Task:
Could you return every line of the records below that contains the word "super"?

Data for this task:
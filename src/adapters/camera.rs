//! Camera adapter: implements [`CameraPort`].
//!
//! - **`target_os = "espidf"`**: the esp32-camera driver. Raw RGB565
//!   frames are compressed with `frame2jpg` at the configured quality;
//!   sensors already in JPEG mode hand their buffer straight through.
//! - **all other targets**: [`SimCamera`], a synthetic JPEG source with an
//!   optional injected failure for tests.

use crate::app::ports::CameraPort;
use crate::error::CameraError;

#[cfg(target_os = "espidf")]
pub use device::{EspCamera, JpegFrame};

#[cfg(target_os = "espidf")]
mod device {
    use core::ffi::c_void;
    use core::ptr;

    use esp_idf_svc::sys::camera::{
        camera_config_t, camera_fb_t, esp_camera_deinit, esp_camera_fb_get, esp_camera_fb_return,
        esp_camera_init, frame2jpg,
    };
    use esp_idf_svc::sys::camera::{
        camera_fb_location_t_CAMERA_FB_IN_PSRAM, camera_grab_mode_t_CAMERA_GRAB_LATEST,
        framesize_t_FRAMESIZE_QQVGA, framesize_t_FRAMESIZE_QVGA, framesize_t_FRAMESIZE_VGA,
        pixformat_t_PIXFORMAT_JPEG, pixformat_t_PIXFORMAT_RGB565,
    };
    use esp_idf_svc::sys::{ESP_OK, free};
    use log::info;

    use super::{CameraError, CameraPort};
    use crate::config::{FrameSize, PixelFormat, SystemConfig};
    use crate::pins;

    /// One encoded frame. Returns its buffer to the driver (or the heap)
    /// on drop.
    pub struct JpegFrame {
        buf: *const u8,
        len: usize,
        /// Driver frame buffer still held, or null when `buf` came from
        /// `frame2jpg` and must be freed.
        fb: *mut camera_fb_t,
    }

    impl AsRef<[u8]> for JpegFrame {
        fn as_ref(&self) -> &[u8] {
            // SAFETY: buf/len describe a live allocation owned by self.
            unsafe { core::slice::from_raw_parts(self.buf, self.len) }
        }
    }

    impl Drop for JpegFrame {
        fn drop(&mut self) {
            // SAFETY: exactly one of the two owners is live.
            unsafe {
                if self.fb.is_null() {
                    free(self.buf as *mut c_void);
                } else {
                    esp_camera_fb_return(self.fb);
                }
            }
        }
    }

    pub struct EspCamera {
        quality: u8,
        passthrough: bool,
    }

    impl EspCamera {
        /// Reset and configure the sensor. Blocks for the sensor's settle
        /// time inside the driver.
        pub fn init(config: &SystemConfig) -> Result<Self, CameraError> {
            // SAFETY: camera_config_t is plain C data; every field the
            // driver reads is assigned below.
            let mut cfg: camera_config_t = unsafe { core::mem::zeroed() };
            cfg.pin_pwdn = pins::CAM_PWDN_GPIO;
            cfg.pin_reset = pins::CAM_RESET_GPIO;
            cfg.pin_xclk = pins::CAM_XCLK_GPIO;
            cfg.__bindgen_anon_1.pin_sccb_sda = pins::CAM_SIOD_GPIO;
            cfg.__bindgen_anon_2.pin_sccb_scl = pins::CAM_SIOC_GPIO;
            cfg.pin_d7 = pins::CAM_Y9_GPIO;
            cfg.pin_d6 = pins::CAM_Y8_GPIO;
            cfg.pin_d5 = pins::CAM_Y7_GPIO;
            cfg.pin_d4 = pins::CAM_Y6_GPIO;
            cfg.pin_d3 = pins::CAM_Y5_GPIO;
            cfg.pin_d2 = pins::CAM_Y4_GPIO;
            cfg.pin_d1 = pins::CAM_Y3_GPIO;
            cfg.pin_d0 = pins::CAM_Y2_GPIO;
            cfg.pin_vsync = pins::CAM_VSYNC_GPIO;
            cfg.pin_href = pins::CAM_HREF_GPIO;
            cfg.pin_pclk = pins::CAM_PCLK_GPIO;
            cfg.xclk_freq_hz = pins::CAM_XCLK_FREQ_HZ;
            cfg.ledc_timer = pins::CAMERA_LEDC_TIMER as _;
            cfg.ledc_channel = pins::CAMERA_LEDC_CHANNEL as _;
            cfg.pixel_format = match config.pixel_format {
                PixelFormat::Rgb565 => pixformat_t_PIXFORMAT_RGB565,
                PixelFormat::Jpeg => pixformat_t_PIXFORMAT_JPEG,
            };
            cfg.frame_size = match config.frame_size {
                FrameSize::Qqvga => framesize_t_FRAMESIZE_QQVGA,
                FrameSize::Qvga => framesize_t_FRAMESIZE_QVGA,
                FrameSize::Vga => framesize_t_FRAMESIZE_VGA,
            };
            // Sensor-side quality scale is inverted (lower = better).
            cfg.jpeg_quality = 12;
            cfg.fb_count = 2;
            cfg.fb_location = camera_fb_location_t_CAMERA_FB_IN_PSRAM;
            cfg.grab_mode = camera_grab_mode_t_CAMERA_GRAB_LATEST;

            let ret = unsafe { esp_camera_init(&cfg) };
            if ret != ESP_OK as i32 {
                return Err(CameraError::InitFailed(ret));
            }
            info!(
                "Camera: {:?} {:?}, JPEG quality {}",
                config.pixel_format, config.frame_size, config.jpeg_quality
            );
            Ok(Self {
                quality: config.jpeg_quality,
                passthrough: config.pixel_format == PixelFormat::Jpeg,
            })
        }
    }

    impl Drop for EspCamera {
        fn drop(&mut self) {
            unsafe { esp_camera_deinit() };
        }
    }

    impl CameraPort for EspCamera {
        type Frame = JpegFrame;

        fn capture(&mut self) -> Result<JpegFrame, CameraError> {
            // SAFETY: the driver is initialised for the lifetime of self;
            // every fb taken here is returned exactly once.
            unsafe {
                let fb = esp_camera_fb_get();
                if fb.is_null() {
                    return Err(CameraError::CaptureFailed);
                }

                if self.passthrough {
                    let buf = ptr::addr_of!((*fb).buf).read_unaligned();
                    let len = ptr::addr_of!((*fb).len).read_unaligned();
                    return Ok(JpegFrame { buf, len, fb });
                }

                let mut out: *mut u8 = ptr::null_mut();
                let mut out_len: usize = 0;
                let ok = frame2jpg(fb, self.quality, &mut out, &mut out_len);
                esp_camera_fb_return(fb);
                if !ok || out.is_null() {
                    return Err(CameraError::EncodeFailed);
                }
                Ok(JpegFrame {
                    buf: out,
                    len: out_len,
                    fb: ptr::null_mut(),
                })
            }
        }
    }
}

// ───────────────────────────────────────────────────────────────
// Simulation
// ───────────────────────────────────────────────────────────────

const JPEG_SOI: [u8; 2] = [0xFF, 0xD8];
const JPEG_EOI: [u8; 2] = [0xFF, 0xD9];

/// Synthetic frame source. Each frame is a minimal JPEG envelope
/// carrying the big-endian frame counter.
pub struct SimCamera {
    captured: u32,
    fail_after: Option<u32>,
}

impl SimCamera {
    pub fn new() -> Self {
        Self {
            captured: 0,
            fail_after: None,
        }
    }

    /// Captures succeed `frames` times, then fail.
    pub fn failing_after(frames: u32) -> Self {
        Self {
            captured: 0,
            fail_after: Some(frames),
        }
    }

    pub fn captured(&self) -> u32 {
        self.captured
    }
}

impl Default for SimCamera {
    fn default() -> Self {
        Self::new()
    }
}

impl CameraPort for SimCamera {
    type Frame = std::vec::Vec<u8>;

    fn capture(&mut self) -> Result<Self::Frame, CameraError> {
        if self.fail_after.is_some_and(|n| self.captured >= n) {
            return Err(CameraError::CaptureFailed);
        }
        self.captured += 1;
        let mut frame = std::vec::Vec::with_capacity(8);
        frame.extend_from_slice(&JPEG_SOI);
        frame.extend_from_slice(&self.captured.to_be_bytes());
        frame.extend_from_slice(&JPEG_EOI);
        Ok(frame)
    }
}
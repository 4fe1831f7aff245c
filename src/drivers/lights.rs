//! Headlight driver: one push-pull GPIO.
//!
//! On ESP-IDF: drives the GPIO level via hw_init.
//! On host/test: tracks state in-memory only.

use crate::drivers::hw_init;
use crate::pins;

pub struct Lights {
    on: bool,
}

impl Lights {
    pub fn new() -> Self {
        Self { on: false }
    }

    pub fn set(&mut self, on: bool) {
        hw_init::gpio_write(pins::LIGHTS_GPIO, on);
        self.on = on;
    }

    pub fn is_on(&self) -> bool {
        self.on
    }
}

impl Default for Lights {
    fn default() -> Self {
        Self::new()
    }
}
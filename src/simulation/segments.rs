//! Segment store with grid-accelerated ray and box queries.
//!
//! Segments are dense integer ids into parallel coordinate arrays. The store is
//! append-only; once a track is built it can be queried from many threads at
//! once as long as each thread brings its own [`QueryStamps`].

use geo::{Coord, Line};

use super::error::{Error, Result};
use super::geometric_utils::{OrientedBox, ray_segment_distance, unit_direction};
use super::spatial::SpatialGrid;

/// Default maximum ray length in world units.
pub const DEFAULT_RAY_LENGTH: f64 = 1000.0;

/// Per-query deduplication scratch.
///
/// Each query bumps a generation counter; a segment counts as already tested
/// when its last-seen stamp equals the current generation. This avoids clearing
/// the buffer between queries. When the counter would overflow the whole
/// buffer is zeroed and counting restarts at 1.
#[derive(Debug, Clone, Default)]
pub struct QueryStamps {
    seen: Vec<u32>,
    generation: u32,
}

impl QueryStamps {
    /// Empty scratch.
    pub fn new() -> Self {
        Self::default()
    }

    /// Empty scratch whose counter starts at `generation`.
    pub fn starting_at(generation: u32) -> Self {
        Self {
            seen: Vec::new(),
            generation,
        }
    }

    /// Current generation counter.
    pub fn generation(&self) -> u32 {
        self.generation
    }

    /// Moves the counter without touching the last-seen marks.
    pub fn fast_forward(&mut self, generation: u32) {
        self.generation = generation;
    }

    /// Capacity of the last-seen buffer.
    pub fn capacity(&self) -> usize {
        self.seen.len()
    }

    /// Grows the buffer geometrically so that ids below `len` fit.
    pub fn reserve_for(&mut self, len: usize) {
        if self.seen.len() < len {
            let grown = (self.seen.len() * 2).max(len).max(16);
            self.seen.resize(grown, 0);
        }
    }

    fn begin(&mut self, segment_count: usize) -> u32 {
        self.reserve_for(segment_count);
        if self.generation == u32::MAX {
            self.seen.fill(0);
            self.generation = 1;
        } else {
            self.generation += 1;
        }
        self.generation
    }

    /// Marks `id`; returns `false` if it was already marked in this query.
    #[inline]
    fn mark(&mut self, id: usize) -> bool {
        let slot = &mut self.seen[id];
        if *slot == self.generation {
            false
        } else {
            *slot = self.generation;
            true
        }
    }
}

/// Append-only set of line segments stored as structure of arrays.
#[derive(Debug, Clone)]
pub struct SegmentStore {
    ax: Vec<f64>,
    ay: Vec<f64>,
    bx: Vec<f64>,
    by: Vec<f64>,
    /// Corners of the box enclosing every segment.
    extent: Option<(Coord<f64>, Coord<f64>)>,
    grid: SpatialGrid,
    stamps: QueryStamps,
}

impl SegmentStore {
    /// Creates an empty store backed by a grid of `cell_size` cells.
    pub fn new(cell_size: f64) -> Result<Self> {
        Ok(Self {
            ax: Vec::new(),
            ay: Vec::new(),
            bx: Vec::new(),
            by: Vec::new(),
            extent: None,
            grid: SpatialGrid::new(cell_size)?,
            stamps: QueryStamps::new(),
        })
    }

    /// Number of segments.
    pub fn len(&self) -> usize {
        self.ax.len()
    }

    /// Whether the store holds no segments.
    pub fn is_empty(&self) -> bool {
        self.ax.is_empty()
    }

    /// The underlying grid.
    pub fn grid(&self) -> &SpatialGrid {
        &self.grid
    }

    /// Appends segment `a`-`b` and returns its id.
    pub fn add_segment(&mut self, a: Coord<f64>, b: Coord<f64>) -> Result<usize> {
        if ![a.x, a.y, b.x, b.y].iter().all(|v| v.is_finite()) {
            return Err(Error::NonFiniteSegment {
                ax: a.x,
                ay: a.y,
                bx: b.x,
                by: b.y,
            });
        }

        let id = self.ax.len();
        self.ax.push(a.x);
        self.ay.push(a.y);
        self.bx.push(b.x);
        self.by.push(b.y);
        self.grid.insert(id, a, b);
        self.stamps.reserve_for(id + 1);

        let (lo, hi) = self.extent.unwrap_or((a, a));
        self.extent = Some((
            Coord {
                x: lo.x.min(a.x).min(b.x),
                y: lo.y.min(a.y).min(b.y),
            },
            Coord {
                x: hi.x.max(a.x).max(b.x),
                y: hi.y.max(a.y).max(b.y),
            },
        ));
        Ok(id)
    }

    /// Endpoints of segment `id`.
    pub fn get_segment(&self, id: usize) -> Option<Line<f64>> {
        (id < self.len()).then(|| Line::new(self.start(id), self.end(id)))
    }

    #[inline]
    fn start(&self, id: usize) -> Coord<f64> {
        Coord {
            x: self.ax[id],
            y: self.ay[id],
        }
    }

    #[inline]
    fn end(&self, id: usize) -> Coord<f64> {
        Coord {
            x: self.bx[id],
            y: self.by[id],
        }
    }

    /// Distance to the closest segment along a ray, using the store's own scratch.
    pub fn ray_min_distance(&mut self, origin: Coord<f64>, angle: f64, max_length: f64) -> Option<f64> {
        let mut stamps = std::mem::take(&mut self.stamps);
        let hit = self.ray_min_distance_with(&mut stamps, origin, angle, max_length);
        self.stamps = stamps;
        hit
    }

    /// Distance to the closest segment along a ray.
    ///
    /// Marches grid cells in order and stops as soon as the next cell starts
    /// beyond the best hit so far. Hits farther than `max_length` are ignored.
    /// The march never goes past the farthest corner of the segments' extent,
    /// so an infinite `max_length` is fine.
    ///
    /// # Returns
    ///
    /// `None` for a degenerate direction or when nothing is hit.
    pub fn ray_min_distance_with(
        &self,
        stamps: &mut QueryStamps,
        origin: Coord<f64>,
        angle: f64,
        max_length: f64,
    ) -> Option<f64> {
        let dir = unit_direction(angle)?;
        let (lo, hi) = self.extent?;
        let reach = [lo.x - origin.x, hi.x - origin.x]
            .into_iter()
            .flat_map(|dx| [lo.y - origin.y, hi.y - origin.y].map(|dy| dx.hypot(dy)))
            .fold(0.0, f64::max);
        stamps.begin(self.len());

        let mut best = f64::INFINITY;
        let march_length = max_length.min(reach + self.grid.cell_size());
        for (key, entered_at) in self.grid.ray_cells(origin, angle, march_length) {
            if entered_at > best {
                break;
            }
            for &id in self.grid.cell(key) {
                if !stamps.mark(id) {
                    continue;
                }
                if let Some(t) = ray_segment_distance(origin, dir, self.start(id), self.end(id)) {
                    if t < best && t <= max_length {
                        best = t;
                    }
                }
            }
        }

        best.is_finite().then_some(best)
    }

    /// First segment overlapping the box, using the store's own scratch.
    pub fn is_box_colliding(&mut self, obb: &OrientedBox) -> Option<usize> {
        let mut stamps = std::mem::take(&mut self.stamps);
        let hit = self.is_box_colliding_with(&mut stamps, obb);
        self.stamps = stamps;
        hit
    }

    /// First segment overlapping the box.
    ///
    /// Candidates come from every cell under the box's bounding box and are
    /// tested once each. When several segments overlap, which id is returned
    /// depends on cell iteration order; use [`Self::is_box_colliding_sorted`]
    /// when the lowest id is required.
    pub fn is_box_colliding_with(&self, stamps: &mut QueryStamps, obb: &OrientedBox) -> Option<usize> {
        stamps.begin(self.len());
        let cells = self
            .grid
            .cells_for_box(obb.center, obb.half_width, obb.half_height, obb.angle);

        for key in cells {
            for &id in self.grid.cell(key) {
                if stamps.mark(id) && obb.intersects_segment(self.start(id), self.end(id)) {
                    return Some(id);
                }
            }
        }
        None
    }

    /// Lowest segment id overlapping the box.
    pub fn is_box_colliding_sorted(&self, obb: &OrientedBox) -> Option<usize> {
        let mut candidates: Vec<usize> = self
            .grid
            .cells_for_box(obb.center, obb.half_width, obb.half_height, obb.angle)
            .into_iter()
            .flat_map(|key| self.grid.cell(key).iter().copied())
            .collect();
        candidates.sort_unstable();
        candidates.dedup();

        candidates
            .into_iter()
            .find(|&id| obb.intersects_segment(self.start(id), self.end(id)))
    }
}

Reply to the task:
    use super::{CameraError, CameraPort};
use super::error::{Error, Result};
use super::geometric_utils::{OrientedBox, ray_segment_distance, unit_direction};
use super::spatial::SpatialGrid;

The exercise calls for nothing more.